Antony Gormley – work on a grand scale…

[02/11/2009]

 

Antony Gormley was 31 when London’s Whitechapel Art Gallery opened its doors to his first solo exhibition. That was in 1981, the year Gormley created his first hominoid sculptures (Three Ways). In 2008-2009, Gormley was the n° 3 contemporary British artist ranked by auction revenue.

After 20 years of creative endeavour, Antony GORMLEY’s career received a significant boost when he won the Turner Prize in1994 for a spectacular work entitled Field for the British Isles, (1993). The work was an installation that mobilised hundreds of volunteers to make 40,000 “body-surrogates” out of clay. In later years, the artist organised the creation of other Fields. In 2006, his Asian Field involved 350 Chinese villagers from the XianXian region to create 180,000 staring clay figures.
Forming part of massive projects (Asian Field covers 2,000 square metres), the clay figures are extremely rare at auctions. In February 2001, Christie’s sold a lot of 200 sculptures for €41,000 (£26,000), but since then no other auctioneer has offered any of these rare objects.The restriction of Gormley’s market (about 10 pieces a year at auctions) has contributed to the elevation of his prices. His hominoid sculptures (the most sought-after of his works) are seldom accessible for less than €100,000 at auctions.

After the installation at Gateshead in northern England of his publicly commissioned monumental sculpture, Angel of the Northi, (1994-1998) weighing 200 tons and measuring 20 metres tall and 54 metres wide, the artist’s name acquired in international dimension. Angel of the North, the largest sculpture ever built in England, immediately became a rallying point and in 1998 the artist was admitted to the Order of the British Empire for services rendered to sculpture. The construction of such a huge monument involved the creation of numerous smaller models, two of which were auctioned in 2008. The largest (1 of 5 measuring five metres wide) was offered on 1 July 2008 at Sotheby’s in London. Carrying an estimated price range of £600,000 – £800,000, the work finally went under the hammer at £2.02m (€2.55m).
Three months later (17 October 2008) Sotheby’s presented a smaller version in bronze – nearly three metres wide and from a series of 12 copies – which fetched the equivalent of €615,000 (£480,000).

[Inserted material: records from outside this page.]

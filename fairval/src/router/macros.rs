/// Generate a router async method that selects providers, applies kind filters,
/// and calls a single-provider method. Handles not-found fallbacks via orchestrator.
///
/// The `capability` argument is a `fairval_core::Capability`; its
/// `not_found_label()` becomes the noun in the final "{label} for {SYMBOL}" error.
#[macro_export]
macro_rules! fairval_router_method {
    (
        $(#[$meta:meta])*
        method: $name:ident( $inst_ident:ident : $inst_ty:ty $(, $arg_ident:ident : $arg_ty:ty )* ) -> $ret:ty,
        accessor: $accessor:ident,
        capability: $capability:expr,
        call: $call_name:ident( $call_first:ident $(, $call_rest:ident )* )
    ) => {
        $(#[$meta])*
        #[cfg_attr(
            feature = "tracing",
            tracing::instrument(
                target = "fairval::router",
                skip(self $(, $arg_ident)*),
                fields(symbol = %$inst_ident.symbol()),
            )
        )]
        ///
        /// # Errors
        /// Returns an error if no eligible provider succeeds or none support the capability.
        pub async fn $name(
            &self,
            $inst_ident: $inst_ty,
            $( $arg_ident: $arg_ty ),*
        ) -> Result<$ret, fairval_core::FairvalError> {
            self.fetch_single(
                $inst_ident,
                $capability,
                move |c, i| {
                    if !c.supports_kind(*i.kind()) {
                        return None;
                    }
                    c.$accessor()?;
                    $( let $arg_ident = $arg_ident.clone(); )*
                    Some(async move {
                        match c.$accessor() {
                            Some(p) => p.$call_name(&i $(, $call_rest )*).await,
                            None => Err(fairval_core::FairvalError::connector(
                                c.name(),
                                format!("missing {} capability during call", $capability),
                            )),
                        }
                    })
                },
            )
            .await
        }
    };
}
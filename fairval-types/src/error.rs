use serde::{Deserialize, Serialize};
use thiserror::Error;

/// Unified error type for the fairval workspace.
///
/// Covers boundary validation of provider payloads (`MissingData`), violated
/// mathematical preconditions (`Domain`), bad user input, and the
/// provider-tagged failures produced while routing requests across connectors.
#[derive(Debug, Error, Serialize, Deserialize, Clone, PartialEq, Eq)]
#[non_exhaustive]
pub enum FairvalError {
    /// An essential field (price, shares outstanding, revenue) is absent or zero.
    #[error("missing data: {field}")]
    MissingData {
        /// Name of the missing field, e.g. "shares outstanding for PYPL".
        field: String,
    },

    /// A mathematical precondition was violated (rate <= -100%, price <= 0, ...).
    #[error("domain error: {0}")]
    Domain(String),

    /// Invalid input argument.
    #[error("invalid argument: {0}")]
    InvalidArg(String),

    /// Issues with the returned or expected data (unusable rows, bad amounts).
    #[error("data issue: {0}")]
    Data(String),

    /// The requested capability is not implemented by any eligible connector.
    #[error("unsupported capability: {capability}")]
    Unsupported {
        /// A capability string describing what was requested (e.g. "cashflow").
        capability: String,
    },

    /// An individual connector returned an error.
    #[error("{connector} failed: {msg}")]
    Connector {
        /// Connector name that failed.
        connector: String,
        /// Human-readable error message.
        msg: String,
    },

    /// A resource or symbol could not be found.
    #[error("not found: {what}")]
    NotFound {
        /// Description of missing resource, e.g. "quote for AAPL".
        what: String,
    },

    /// An individual provider call exceeded the configured timeout.
    #[error("provider timed out: {capability} via {connector}")]
    ProviderTimeout {
        /// Connector name that timed out.
        connector: String,
        /// Capability label (e.g. "quote", "income-statement").
        capability: String,
    },

    /// All attempted providers timed out for the requested capability.
    #[error("all providers timed out: {capability}")]
    AllProvidersTimedOut {
        /// Capability label that timed out across all providers.
        capability: String,
    },

    /// All selected providers failed; contains the individual failures.
    #[error("all providers failed: {0:?}")]
    AllProvidersFailed(Vec<FairvalError>),

    /// Unknown/opaque error.
    #[error("unknown error: {0}")]
    Other(String),
}

impl FairvalError {
    /// Helper: build a `MissingData` error naming the absent field.
    pub fn missing(field: impl Into<String>) -> Self {
        Self::MissingData {
            field: field.into(),
        }
    }

    /// Helper: build a `Domain` error.
    pub fn domain(msg: impl Into<String>) -> Self {
        Self::Domain(msg.into())
    }

    /// Helper: build an `Unsupported` error for a capability string.
    #[must_use]
    pub fn unsupported(cap: impl Into<String>) -> Self {
        Self::Unsupported {
            capability: cap.into(),
        }
    }

    /// Helper: build a `Connector` error with the connector name and message.
    pub fn connector(connector: impl Into<String>, msg: impl Into<String>) -> Self {
        Self::Connector {
            connector: connector.into(),
            msg: msg.into(),
        }
    }

    /// Helper: build a `NotFound` error for a description of the missing resource.
    pub fn not_found(what: impl Into<String>) -> Self {
        Self::NotFound { what: what.into() }
    }

    /// Helper: build a `ProviderTimeout` error.
    pub fn provider_timeout(connector: impl Into<String>, capability: impl Into<String>) -> Self {
        Self::ProviderTimeout {
            connector: connector.into(),
            capability: capability.into(),
        }
    }

    /// Returns true if this error should be surfaced to users as actionable.
    ///
    /// Capability absence and benign not-found conditions are not actionable.
    /// Aggregates are classified by their contents.
    #[must_use]
    pub fn is_actionable(&self) -> bool {
        match self {
            Self::Unsupported { .. } | Self::NotFound { .. } => false,
            Self::AllProvidersFailed(inner) => inner.iter().any(Self::is_actionable),
            _ => true,
        }
    }

    /// Flatten nested `AllProvidersFailed` structures into a plain vector.
    #[must_use]
    pub fn flatten(self) -> Vec<Self> {
        match self {
            Self::AllProvidersFailed(list) => list.into_iter().flat_map(Self::flatten).collect(),
            other => vec![other],
        }
    }
}

#[cfg(test)]
mod tests {
    use super::*;

    #[test]
    fn flatten_unwraps_nested_aggregates() {
        let nested = FairvalError::AllProvidersFailed(vec![
            FairvalError::not_found("quote for X"),
            FairvalError::AllProvidersFailed(vec![FairvalError::connector("yf", "boom")]),
        ]);
        let flat = nested.flatten();
        assert_eq!(flat.len(), 2);
        assert!(matches!(flat[1], FairvalError::Connector { .. }));
    }

    #[test]
    fn not_found_only_aggregate_is_not_actionable() {
        let e = FairvalError::AllProvidersFailed(vec![
            FairvalError::not_found("a"),
            FairvalError::unsupported("cashflow"),
        ]);
        assert!(!e.is_actionable());
        assert!(FairvalError::missing("price").is_actionable());
    }
}
pub mod fundamentals;
pub mod quotes;

use fairval_core::{Currency, FairvalError, IsoCurrency, Money};

/// Whole-dollar USD amount.
pub fn usd(amount: i64) -> Result<Money, FairvalError> {
    Money::from_canonical_str(&amount.to_string(), Currency::Iso(IsoCurrency::USD))
        .map_err(|e| FairvalError::Data(format!("fixture amount {amount}: {e}")))
}

/// Decimal USD amount such as "60.25".
pub fn usd_str(amount: &str) -> Result<Money, FairvalError> {
    Money::from_canonical_str(amount, Currency::Iso(IsoCurrency::USD))
        .map_err(|e| FairvalError::Data(format!("fixture amount {amount}: {e}")))
}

Alongside his sculptures, Gormley also produces a large quantity of drawings which are far more affordable for amateur art collectors. As demand for these paper works is much less intense, one can pick up original drawings by the artist for between €2,000 and €5,000 on average. At the recent October sales in London, Sotheby’s (16 October 2009) and Phillips de Pury & Company (17 October 2009) each sold a Gormley drawing for around €2,200.

Despite the restrained market conditions over the 2008/09 period, Antony Gormley came third in the ranking of contemporary British artists by auction revenue. Between July 2008 and June 2009, his works generated a total of €4.7m from 19 lots (of which 10 were sculptures) behind Damien HIRST in first place (€134.7m) and Peter DOIG (€12.2m).